En arrivant au bidonville, Kaju est assaillie par une étrange vision : une jeune femme et ses deux enfants semblent lui sourire de l’autre côté de la voie ferrée. Cette vision, qu’elle n’arrive à interpréter, trouble la jeune femme et ce, d’autant plus quand Kabir lui révèle qu’il n’y a jamais eu, dans le village où elle croit être née, d’épidémie de malaria qui aurait tué ses parents naturels. Kaju décide alors de rechercher la vérité sur ses origines. Dans sa quête, elle comprend que sa famille d’adoption lui a menti, afin de lui épargner la vérité sur un terrible génocide qui a eu lieu en 1984, alors qu’elle n’était qu’une toute petite fille…
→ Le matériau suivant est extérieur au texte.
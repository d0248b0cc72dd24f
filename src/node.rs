use crate::bounds::BoundingBox;
use rand::Rng;

/// Global bookkeeping shared by every node of one tree.
///
/// Nodes report themselves here on construction instead of holding a
/// reference back to the tree.
#[derive(Clone, Copy, Debug, Default, PartialEq, Eq)]
pub struct TreeStats {
    /// Deepest depth of any node created so far.
    pub max_depth: usize,
    /// Total number of nodes ever created, root included.
    pub node_count: usize,
}

impl TreeStats {
    fn record(&mut self, depth: usize) {
        self.max_depth = self.max_depth.max(depth);
        self.node_count += 1;
    }
}

#[derive(Clone, Debug)]
enum NodeState<const D: usize> {
    Empty,
    Leaf { point: [f64; D], value: f64 },
    // [left, right]
    Split { children: Box<[KdNode<D>; 2]> },
}

/// A node of the value-weighted k-d tree.
///
/// Every node covers a region and bisects it along `depth % D` at the
/// region's midpoint. A node starts empty, holds a single point after its
/// first insertion, and splits into two children on its second.
#[derive(Clone, Debug)]
pub struct KdNode<const D: usize> {
    bounds: BoundingBox<D>,
    depth: usize,
    axis: usize,
    mid_point: f64,
    value_sum: f64,
    count: usize,
    state: NodeState<D>,
}

impl<const D: usize> KdNode<D> {
    pub(crate) fn new(bounds: BoundingBox<D>, depth: usize, stats: &mut TreeStats) -> Self {
        stats.record(depth);

        let axis = depth % D;
        KdNode {
            bounds,
            depth,
            axis,
            mid_point: bounds.mid_point(axis),
            value_sum: 0.0,
            count: 0,
            state: NodeState::Empty,
        }
    }

    pub(crate) fn add(&mut self, point: [f64; D], value: f64, stats: &mut TreeStats) {
        let (held_count, held_sum) = (self.count, self.value_sum);
        self.value_sum += value;
        self.count += 1;

        let side = self.side_of(&point);
        match &mut self.state {
            NodeState::Empty => {
                self.state = NodeState::Leaf { point, value };
            }
            // Identical points can never be separated by bisection, the leaf
            // absorbs the duplicate into its statistics instead.
            NodeState::Leaf { point: stored, .. } if *stored == point => {}
            NodeState::Leaf { point: stored, value: stored_value } => {
                let (stored, stored_value) = (*stored, *stored_value);
                let mut children = self.create_children(stats);

                // The stored point moves down first, then the new one follows.
                children[self.side_of(&stored)].adopt(stored, stored_value, held_count, held_sum);
                children[side].add(point, value, stats);

                self.state = NodeState::Split { children };
            }
            NodeState::Split { children } => {
                children[side].add(point, value, stats);
            }
        }
    }

    /// Turns a fresh empty node into a leaf carrying statistics that were
    /// already accumulated by its parent.
    fn adopt(&mut self, point: [f64; D], value: f64, count: usize, value_sum: f64) {
        debug_assert!(self.is_empty());
        self.count = count;
        self.value_sum = value_sum;
        self.state = NodeState::Leaf { point, value };
    }

    fn create_children(&self, stats: &mut TreeStats) -> Box<[KdNode<D>; 2]> {
        let (lower, upper) = self.bounds.split(self.axis, self.mid_point);
        let left = KdNode::new(lower, self.depth + 1, stats);
        let right = KdNode::new(upper, self.depth + 1, stats);
        Box::new([left, right])
    }

    /// 0 for left, 1 for right. Points on the midpoint go right.
    fn side_of(&self, point: &[f64; D]) -> usize {
        if point[self.axis] < self.mid_point { 0 } else { 1 }
    }

    /// Draws a point from this node's region.
    ///
    /// Split nodes pick a child with probability proportional to the
    /// children's expected values and recurse. Empty and leaf nodes return a
    /// fresh uniform draw over their region, never the stored point.
    pub fn sample<R: Rng + ?Sized>(&self, rng: &mut R) -> [f64; D] {
        let mut node = self;
        while let NodeState::Split { children } = &node.state {
            let p = node.left_probability().unwrap_or(0.5);
            let u: f64 = rng.r#gen();
            node = if u < p { &children[0] } else { &children[1] };
        }
        node.bounds.sample_uniform(rng)
    }

    /// Probability that sampling descends into the left child.
    ///
    /// `None` unless the node is split. Falls back to 0.5 while either child is
    /// still empty, or when the two expected values sum to zero. Negative
    /// expected values are clamped into `[0, 1]`.
    pub fn left_probability(&self) -> Option<f64> {
        let NodeState::Split { children } = &self.state else {
            return None;
        };
        let [left, right] = &**children;

        let (Some(l), Some(r)) = (left.expected_value(), right.expected_value()) else {
            return Some(0.5);
        };

        let p = l / (l + r);
        if p.is_finite() { Some(p.clamp(0.0, 1.0)) } else { Some(0.5) }
    }

    pub fn bounds(&self) -> &BoundingBox<D> {
        &self.bounds
    }

    pub fn depth(&self) -> usize {
        self.depth
    }

    pub fn split_axis(&self) -> usize {
        self.axis
    }

    pub fn mid_point(&self) -> f64 {
        self.mid_point
    }

    /// Number of points ever inserted at or below this node.
    pub fn count(&self) -> usize {
        self.count
    }

    pub fn value_sum(&self) -> f64 {
        self.value_sum
    }

    /// Mean value of everything inserted at or below this node, `None` before
    /// the first insertion.
    pub fn expected_value(&self) -> Option<f64> {
        if self.count > 0 { Some(self.value_sum / self.count as f64) } else { None }
    }

    /// The stored point, only while the node is a leaf.
    pub fn point(&self) -> Option<&[f64; D]> {
        match &self.state {
            NodeState::Leaf { point, .. } => Some(point),
            _ => None,
        }
    }

    /// The stored value, only while the node is a leaf.
    pub fn value(&self) -> Option<f64> {
        match &self.state {
            NodeState::Leaf { value, .. } => Some(*value),
            _ => None,
        }
    }

    pub fn left(&self) -> Option<&KdNode<D>> {
        match &self.state {
            NodeState::Split { children } => Some(&children[0]),
            _ => None,
        }
    }

    pub fn right(&self) -> Option<&KdNode<D>> {
        match &self.state {
            NodeState::Split { children } => Some(&children[1]),
            _ => None,
        }
    }

    pub fn is_empty(&self) -> bool {
        matches!(self.state, NodeState::Empty)
    }

    pub fn is_leaf(&self) -> bool {
        matches!(self.state, NodeState::Leaf { .. })
    }

    pub fn is_split(&self) -> bool {
        matches!(self.state, NodeState::Split { .. })
    }
}

#[cfg(test)]
mod tests {
    use super::*;
    use rand::SeedableRng;
    use rand::rngs::StdRng;

    fn unit_square(stats: &mut TreeStats) -> KdNode<2> {
        KdNode::new(BoundingBox::new([0.0, 0.0], [1.0, 1.0]), 0, stats)
    }

    #[test]
    fn test_construction_reports_stats() {
        let mut stats = TreeStats::default();
        let node = KdNode::new(BoundingBox::new([0.0; 3], [2.0, 4.0, 6.0]), 4, &mut stats);

        assert_eq!(stats, TreeStats { max_depth: 4, node_count: 1 });
        assert_eq!(node.split_axis(), 1);
        assert_eq!(node.mid_point(), 2.0);
        assert!(node.is_empty());
        assert_eq!(node.expected_value(), None);
    }

    #[test]
    fn test_leaf_then_split() {
        let mut stats = TreeStats::default();
        let mut node = unit_square(&mut stats);

        node.add([0.2, 0.2], 3.0, &mut stats);
        assert!(node.is_leaf());
        assert_eq!(node.point(), Some(&[0.2, 0.2]));
        assert_eq!(node.value(), Some(3.0));

        node.add([0.8, 0.2], 1.0, &mut stats);
        assert!(node.is_split());
        assert_eq!(node.point(), None);
        assert_eq!(node.value(), None);
        assert_eq!(node.count(), 2);
        assert_eq!(node.expected_value(), Some(2.0));
        assert_eq!(stats.node_count, 3);

        let left = node.left().unwrap();
        let right = node.right().unwrap();
        assert_eq!(left.value(), Some(3.0));
        assert_eq!(right.value(), Some(1.0));
        assert_eq!(node.left_probability(), Some(0.75));
    }

    #[test]
    fn test_coincident_point_is_absorbed() {
        let mut stats = TreeStats::default();
        let mut node = unit_square(&mut stats);

        node.add([0.1, 0.1], 1.0, &mut stats);
        node.add([0.1, 0.1], 3.0, &mut stats);

        assert!(node.is_leaf());
        assert_eq!(node.value(), Some(1.0));
        assert_eq!(node.count(), 2);
        assert_eq!(node.expected_value(), Some(2.0));
        assert_eq!(stats.node_count, 1);

        // A distinct point still splits the leaf and carries the stored pair down
        node.add([0.1, 0.9], 5.0, &mut stats);
        assert!(node.is_split());
        let left = node.left().unwrap();
        assert_eq!(left.count(), 2);
        assert_eq!(node.expected_value(), Some(3.0));
    }

    #[test]
    fn test_left_probability_fallbacks() {
        let mut stats = TreeStats::default();
        let mut node = unit_square(&mut stats);
        assert_eq!(node.left_probability(), None);

        node.add([0.1, 0.5], 1.0, &mut stats);
        assert_eq!(node.left_probability(), None);

        // Both points on the left, right child never receives data
        node.add([0.2, 0.5], 1.0, &mut stats);
        assert_eq!(node.left_probability(), Some(0.5));

        // Opposite values cancel in the denominator
        let mut stats = TreeStats::default();
        let mut node = unit_square(&mut stats);
        node.add([0.1, 0.5], -2.0, &mut stats);
        node.add([0.9, 0.5], 2.0, &mut stats);
        assert_eq!(node.left_probability(), Some(0.5));

        // Mixed signs clamp to a valid probability
        let mut stats = TreeStats::default();
        let mut node = unit_square(&mut stats);
        node.add([0.1, 0.5], -1.0, &mut stats);
        node.add([0.9, 0.5], 3.0, &mut stats);
        assert_eq!(node.left_probability(), Some(0.0));
    }

    #[test]
    fn test_sample_stays_in_region() {
        let mut stats = TreeStats::default();
        let mut node = unit_square(&mut stats);
        let mut rng = StdRng::seed_from_u64(1);

        for i in 0..50 {
            let p = node.sample(&mut rng);
            assert!(node.bounds().contains(&p));
            let x = (i as f64 * 0.37) % 1.0;
            let y = (i as f64 * 0.61) % 1.0;
            node.add([x, y], 1.0 + x, &mut stats);
        }
    }
}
Amu est le premier long-métrage de la réalisatrice d’origine bengalie, vivant aux Etats-Unis, Shonali Bose. Son scénario est construit comme une poupée russe : la petite histoire, la quête des origines de Kaju, s’imbrique dans la grande Histoire, le massacre des Sikhs ordonné par les autorités suite à l’assassinat du premier ministre Indira Gandhi par ses gardes du corps sikhs en 1984. La narration met en valeur cette quête/enquête. Les premières séquences montrent Kaju évoluant dans sa famille d’adoption, s’exprimant en anglais et en hindi. C’est une jeune femme épanouie et cultivée qui entend bien visiter et rapporter de son pays d’origine autre chose qu’une vision de carte postale. Munie d’une caméra, elle se promène dans des lieux insolites, à la rencontre de personnages pittoresques à l’image de Gobind.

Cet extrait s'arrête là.